Stream of gas stretches for 2.6 million light-years

Stream of gas stretches for 2.6 million light-years

The longest stream of hydrogen gas ever seen has been discovered acting as a bridge between galaxies 500 light years away. 

A stream of hydrogen gas produced by astronomers in a computer simulation. Credit: MPIA (G. Stinson / AV Maccio)

The stream of atomic hydrogen measures in at 2.6 million light years long, beating the previous record holder in the Virgo cluster by almost a million light years. Despite spanning such a huge distance, the bridge actually utilised its immense size to evade detection until now.

“Its length actually makes it harder to detect – it has the same amount of gas as a massive galaxy, but spread over a much larger area,” explained Rhys Taylor, lead author of the study in the journal MNRAS.

“It’s a bit like moving a projector further away from a screen – the image gets bigger, but the ‘surface brightness’ (the emission per unit area) goes down, so it appears dimmer.”

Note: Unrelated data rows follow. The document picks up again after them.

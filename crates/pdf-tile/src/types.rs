use crate::constants::{DEFAULT_FILL_FRACTION, mm_to_pt};
use crate::layout::GridPosition;
use thiserror::Error;

#[derive(Error, Debug)]
pub enum TileError {
    #[error("PDF error: {0}")]
    Pdf(#[from] lopdf::Error),
    #[error("IO error: {0}")]
    Io(#[from] std::io::Error),
    #[error("Invalid configuration: {0}")]
    Config(String),
    #[error("Task join error: {0}")]
    TaskJoin(#[from] tokio::task::JoinError),
    #[error("No pages to tile")]
    NoPages,
    #[error("No pages found between page {start} and page {end} (document has {page_count} pages)")]
    EmptyPageRange {
        start: usize,
        end: usize,
        page_count: usize,
    },
    #[error(
        "Margin of {margin_pt:.1}pt leaves nothing of a {width_pt:.1}x{height_pt:.1}pt page"
    )]
    MarginTooLarge {
        margin_pt: f32,
        width_pt: f32,
        height_pt: f32,
    },
}

pub type Result<T> = std::result::Result<T, TileError>;

/// Paper orientation
#[derive(Debug, Clone, Copy, PartialEq, Default)]
#[cfg_attr(feature = "serde", derive(serde::Serialize, serde::Deserialize))]
pub enum Orientation {
    /// Portrait: height > width (default for most paper sizes)
    #[default]
    Portrait,
    /// Landscape: width > height
    Landscape,
}

/// Output sheet sizes. The large ISO sizes are the ones plotters and
/// copy shops print patterns on.
#[derive(Debug, Clone, Copy, PartialEq, Default)]
#[cfg_attr(feature = "serde", derive(serde::Serialize, serde::Deserialize))]
pub enum PaperSize {
    #[default]
    A0,
    A1,
    A2,
    A3,
    A4,
    Custom { width_mm: f32, height_mm: f32 },
}

impl PaperSize {
    /// Get base dimensions (always portrait: width < height for standard sizes)
    pub fn dimensions_mm(self) -> (f32, f32) {
        match self {
            PaperSize::A0 => (841.0, 1189.0),
            PaperSize::A1 => (594.0, 841.0),
            PaperSize::A2 => (420.0, 594.0),
            PaperSize::A3 => (297.0, 420.0),
            PaperSize::A4 => (210.0, 297.0),
            PaperSize::Custom {
                width_mm,
                height_mm,
            } => (width_mm, height_mm),
        }
    }

    /// Get dimensions with orientation applied
    pub fn dimensions_with_orientation(self, orientation: Orientation) -> (f32, f32) {
        let (w, h) = self.dimensions_mm();
        match orientation {
            Orientation::Portrait => (w, h),
            Orientation::Landscape => (h, w),
        }
    }

    /// Sheet dimensions in points with orientation applied
    pub fn dimensions_pt(self, orientation: Orientation) -> (f32, f32) {
        let (w, h) = self.dimensions_with_orientation(orientation);
        (mm_to_pt(w), mm_to_pt(h))
    }

    /// Short name used in file names and messages
    pub fn label(self) -> String {
        match self {
            PaperSize::A0 => "A0".to_string(),
            PaperSize::A1 => "A1".to_string(),
            PaperSize::A2 => "A2".to_string(),
            PaperSize::A3 => "A3".to_string(),
            PaperSize::A4 => "A4".to_string(),
            PaperSize::Custom {
                width_mm,
                height_mm,
            } => format!("{}x{}mm", width_mm.round(), height_mm.round()),
        }
    }
}

/// How the tiled grid is sized on the sheet
#[derive(Debug, Clone, Copy, PartialEq, Default)]
#[cfg_attr(feature = "serde", derive(serde::Serialize, serde::Deserialize))]
pub enum ScalingMode {
    /// Keep pages at their printed size. A grid larger than the sheet
    /// runs off the right and bottom edges.
    #[default]
    ActualSize,
    /// Uniformly scale the grid so it fills at most `fill_fraction`
    /// of the sheet in both directions (may shrink or grow).
    Fit { fill_fraction: f32 },
}

impl ScalingMode {
    /// Scale-to-fit with the default fill fraction
    pub fn fit() -> Self {
        ScalingMode::Fit {
            fill_fraction: DEFAULT_FILL_FRACTION,
        }
    }
}

/// Order in which consecutive pages fill grid cells
#[derive(Debug, Clone, PartialEq, Default)]
#[cfg_attr(feature = "serde", derive(serde::Serialize, serde::Deserialize))]
pub enum CellOrder {
    /// Left to right, top to bottom
    #[default]
    RowMajor,
    /// Only the listed cells are used, in list order. Other cells stay blank.
    Selected(Vec<GridPosition>),
}

/// Inclusive, 1-based page range
#[derive(Debug, Clone, Copy, PartialEq)]
#[cfg_attr(feature = "serde", derive(serde::Serialize, serde::Deserialize))]
pub struct PageRange {
    /// First page to extract (1-based)
    pub start: usize,
    /// Last page to extract (inclusive); `None` means the last page of the document
    pub end: Option<usize>,
}

impl Default for PageRange {
    fn default() -> Self {
        Self {
            start: 1,
            end: None,
        }
    }
}

impl PageRange {
    pub fn new(start: usize, end: usize) -> Self {
        Self {
            start,
            end: Some(end),
        }
    }

    /// Resolve the open end against a document's page count
    pub fn resolved_end(&self, page_count: usize) -> usize {
        self.end.unwrap_or(page_count)
    }
}

/// Statistics about a tiling run
#[derive(Debug, Clone, PartialEq)]
pub struct TileStatistics {
    /// Total number of pages in the source document
    pub source_pages: usize,
    /// Pages inside the requested range
    pub selected_pages: usize,
    /// Pages that received a cell
    pub placed_pages: usize,
    /// Selected pages left out because the grid was full
    pub dropped_pages: usize,
    /// Number of cells in the grid
    pub grid_cells: usize,
    /// Cells left blank
    pub empty_cells: usize,
    /// Uniform scale applied to every cell
    pub scale: f32,
    /// Size of one trimmed page on the sheet (mm)
    pub cell_size_mm: (f32, f32),
    /// Size of the full grid on the sheet (mm)
    pub grid_size_mm: (f32, f32),
    /// Size of the output sheet (mm)
    pub sheet_size_mm: (f32, f32),
}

The hydrogen stream, seen as a fuzzy green colour, stretches between galaxies. The three inset images are close ups of some of the galaxies. Credit: Rhys Taylor/Arecibo Galaxy Environment Survey/The Sloan Digital Sky Survey Collaboration

The astronomers used the Arecibo radio telescope to survey the sky in search of hydrogen gas. “Hydrogen is thought to be the reservoir of fuel for star formation in galaxies, and we’re trying to understand the process which lead to star formation,” Taylor told the writer.

Streams of hydrogen are normally found engulfing galaxy clusters, but this newly discovered stream has only a few galactic neighbours. Its origin is still a puzzle, but the scientists have a number of theories to explain the unusual bridge.


One theory is that the large galaxy at one end of the bridge encountered the group of smaller galaxies in the past, dragging out the bridge as it moved away. Another idea is that the large galaxy smashed right through the smaller group, evicting the gas in the process.

Scientists are currently testing these theories using computer simulations which will eventually reveal the most likely scenario.